What you need to do: From the records below, transcribe exactly the lines that begin at the line with "pub fn as_variable(&self)" and end at the line with "impl From<IntVar> for", both included.

Collected data entries
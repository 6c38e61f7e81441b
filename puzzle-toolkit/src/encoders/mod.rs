//! Reusable boolean and arithmetic encodings.
//!
//! Every encoder is a free function taking the [`Model`] as its first argument. Encoders named
//! `is_*` (and the boolean connectives) return a [`BoolVar`](crate::variables::BoolVar) which is
//! equivalent to the encoded condition; the others either return a variable holding the result
//! of a computation or enforce the condition outright.
//!
//! Operands are anything convertible into a [`Value`]: encoders fold literal operands into the
//! constraints they post, and skip posting altogether when the bounds of the operands already
//! decide the outcome.
mod arithmetic;
mod counting;
mod membership;
mod multiset;
mod reification;
mod sequence;

pub use arithmetic::*;
pub use counting::*;
pub use membership::*;
pub use multiset::*;
use pumpkin_solver::variables::AffineView;
use pumpkin_solver::variables::DomainId;
pub use reification::*;
pub use sequence::*;

use crate::basic_types::Bounds;
#[cfg(doc)]
use crate::model::Model;
use crate::variables::Value;

/// `sum(weight * value) + constant`, with literal values folded into the constant.
#[derive(Clone, Debug)]
pub(crate) struct LinearTerms {
    views: Vec<AffineView<DomainId>>,
    /// Bounds of the variable part only.
    bounds: Bounds,
    constant: i32,
}

impl LinearTerms {
    pub(crate) fn new(terms: impl IntoIterator<Item = (i32, Value)>) -> LinearTerms {
        let mut views = Vec::new();
        let mut bounds = Bounds::fixed(0);
        let mut constant = 0;

        for (weight, value) in terms {
            if weight == 0 {
                continue;
            }
            match value {
                Value::Literal(value) => constant += weight * value,
                Value::Variable(var) => {
                    let scaled = var.scaled(weight);
                    views.push(scaled.view());
                    bounds = bounds.add(scaled.bounds());
                }
            }
        }

        LinearTerms {
            views,
            bounds,
            constant,
        }
    }

    /// Bounds of the whole expression.
    pub(crate) fn bounds(&self) -> Bounds {
        self.bounds.offset(self.constant)
    }

    pub(crate) fn constant(&self) -> i32 {
        self.constant
    }

    pub(crate) fn is_constant(&self) -> bool {
        self.views.is_empty()
    }

    /// `rhs` with the constant moved to the right-hand side.
    pub(crate) fn rhs(&self, rhs: i32) -> i32 {
        rhs - self.constant
    }

    pub(crate) fn views(&self) -> Box<[AffineView<DomainId>]> {
        self.views.clone().into_boxed_slice()
    }
}

#[cfg(test)]
mod tests {
    use super::*;
    use crate::model::Model;

    #[test]
    fn literals_are_folded_into_the_constant() {
        let mut model = Model::default();
        let x = model.new_int(0, 5);
        let terms = LinearTerms::new([
            (2, Value::Literal(3)),
            (-1, Value::from(x)),
            (4, Value::Literal(-1)),
            (0, Value::from(x)),
        ]);

        assert_eq!(terms.rhs(10), 8);
        assert_eq!(terms.bounds(), Bounds::new(-3, 2));
        assert!(!terms.is_constant());
    }
}
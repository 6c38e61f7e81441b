use std::collections::BTreeMap;

use super::Layer;
use crate::basic_types::Cell;
use crate::basic_types::ModelError;
use crate::basic_types::ModelResult;

/// The decision variables of one [`Layer`], keyed by cell.
///
/// Iteration is in row-major cell order regardless of insertion order.
#[derive(Clone, Debug, PartialEq, Eq)]
pub struct VariableGrid<V> {
    layer: Layer,
    cells: BTreeMap<Cell, V>,
}

impl<V: Copy> VariableGrid<V> {
    pub fn new(layer: Layer) -> Self {
        VariableGrid {
            layer,
            cells: BTreeMap::new(),
        }
    }

    pub fn layer(&self) -> Layer {
        self.layer
    }

    pub fn len(&self) -> usize {
        self.cells.len()
    }

    pub fn is_empty(&self) -> bool {
        self.cells.is_empty()
    }

    pub fn contains(&self, cell: Cell) -> bool {
        self.cells.contains_key(&cell)
    }

    /// Stores `var` for `cell`, returning the variable previously stored there.
    pub fn insert(&mut self, cell: Cell, var: V) -> Option<V> {
        self.cells.insert(cell, var)
    }

    pub fn get(&self, cell: Cell) -> Option<V> {
        self.cells.get(&cell).copied()
    }

    /// Like [`VariableGrid::get`], but a missing cell is a configuration error.
    pub fn var(&self, cell: Cell) -> ModelResult<V> {
        self.get(cell).ok_or(ModelError::MissingCell(cell))
    }

    /// The variables along `cells`, in the given order.
    pub fn line(&self, cells: &[Cell]) -> ModelResult<Vec<V>> {
        cells.iter().map(|&cell| self.var(cell)).collect()
    }

    pub fn cells(&self) -> impl Iterator<Item = Cell> + '_ {
        self.cells.keys().copied()
    }

    pub fn iter(&self) -> impl Iterator<Item = (Cell, V)> + '_ {
        self.cells.iter().map(|(&cell, &var)| (cell, var))
    }
}
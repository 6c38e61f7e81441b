mod bounds;
mod cell;
mod error;

pub use bounds::*;
pub use cell::*;
pub use error::*;
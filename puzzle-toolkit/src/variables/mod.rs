//! Handles to the decision variables of a [`Model`](crate::model::Model).
//!
//! The handles are cheap to copy; the variables themselves live in the solver. Every handle
//! remembers the [`Bounds`] it was allocated with, which is what the encoders use to compute the
//! domains of derived variables.
mod names;

use std::ops::Not;

pub use names::*;
use pumpkin_solver::variables::AffineView;
use pumpkin_solver::variables::DomainId;
use pumpkin_solver::variables::Literal;
use pumpkin_solver::variables::TransformableVariable;

use crate::basic_types::Bounds;

/// An integer decision variable.
#[derive(Clone, Copy, Debug, PartialEq, Eq, Hash)]
pub struct IntVar {
    view: AffineView<DomainId>,
    bounds: Bounds,
}

impl IntVar {
    pub(crate) fn new(view: AffineView<DomainId>, bounds: Bounds) -> IntVar {
        IntVar { view, bounds }
    }

    pub fn bounds(&self) -> Bounds {
        self.bounds
    }

    pub fn lb(&self) -> i32 {
        self.bounds.lb
    }

    pub fn ub(&self) -> i32 {
        self.bounds.ub
    }

    /// The variable `factor * self`.
    ///
    /// # Panics
    /// If `factor` is zero; use a constant instead.
    pub fn scaled(self, factor: i32) -> IntVar {
        assert_ne!(factor, 0, "cannot scale a variable by zero");
        IntVar {
            view: self.view.scaled(factor),
            bounds: self.bounds.scale(factor),
        }
    }

    /// The variable `self + offset`.
    pub fn offset(self, offset: i32) -> IntVar {
        IntVar {
            view: self.view.offset(offset),
            bounds: self.bounds.offset(offset),
        }
    }

    pub(crate) fn view(self) -> AffineView<DomainId> {
        self.view
    }
}

/// A boolean decision variable. Negation is free and yields another [`BoolVar`].
#[derive(Clone, Copy, Debug, PartialEq, Eq, Hash)]
pub struct BoolVar(Literal);

impl BoolVar {
    pub(crate) fn new(literal: Literal) -> BoolVar {
        BoolVar(literal)
    }

    pub(crate) fn literal(self) -> Literal {
        self.0
    }

    /// The 0/1 integer view of this boolean.
    pub fn as_int(self) -> IntVar {
        IntVar::new(self.0.get_integer_variable(), Bounds::boolean())
    }
}

impl Not for BoolVar {
    type Output = BoolVar;

    fn not(self) -> Self::Output {
        BoolVar(!self.0)
    }
}

/// An operand which is either known while the model is built or decided by the solver.
#[derive(Clone, Copy, Debug, PartialEq, Eq, Hash)]
pub enum Value {
    Literal(i32),
    Variable(IntVar),
}

impl Value {
    pub fn bounds(&self) -> Bounds {
        match self {
            Value::Literal(value) => Bounds::fixed(*value),
            Value::Variable(var) => var.bounds(),
        }
    }

    pub fn as_literal(&self) -> Option<i32> {
        match self {
            Value::Literal(value) => Some(*value),
            Value::Variable(_) => None,
        }
    }

    pub fn as_variable(&self) -> Option<IntVar> {
        match self {
            Value::Literal(_) => None,
            Value::Variable(var) => Some(*var),
        }
    }

    /// `self + offset`, without allocating anything.
    pub fn offset(self, offset: i32) -> Value {
        match self {
            Value::Literal(value) => Value::Literal(value + offset),
            Value::Variable(var) => Value::Variable(var.offset(offset)),
        }
    }
}

impl From<i32> for Value {
    fn from(value: i32) -> Self {
        Value::Literal(value)
    }
}

impl From<&i32> for Value {
    fn from(value: &i32) -> Self {
        Value::Literal(*value)
    }
}

impl From<IntVar> for Value {
    fn from(var: IntVar) -> Self {
        Value::Variable(var)
    }
}

impl From<&IntVar> for Value {
    fn from(var: &IntVar) -> Self {
        Value::Variable(*var)
    }
}

impl From<BoolVar> for Value {
    fn from(var: BoolVar) -> Self {
        Value::Variable(var.as_int())
    }
}

impl From<&Value> for Value {
    fn from(value: &Value) -> Self {
        *value
    }
}

pub(crate) fn collect_values(values: impl IntoIterator<Item = impl Into<Value>>) -> Vec<Value> {
    values.into_iter().map(Into::into).collect()
}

Answer to this problem:
    pub fn as_variable(&self) -> Option<IntVar> {
        match self {
            Value::Literal(_) => None,
            Value::Variable(var) => Some(*var),
        }
    }

    /// `self + offset`, without allocating anything.
    pub fn offset(self, offset: i32) -> Value {
        match self {
            Value::Literal(value) => Value::Literal(value + offset),
            Value::Variable(var) => Value::Variable(var.offset(offset)),
        }
    }
}

impl From<i32> for Value {
    fn from(value: i32) -> Self {
        Value::Literal(value)
    }
}

impl From<&i32> for Value {
    fn from(value: &i32) -> Self {
        Value::Literal(*value)
    }
}

impl From<IntVar> for Value {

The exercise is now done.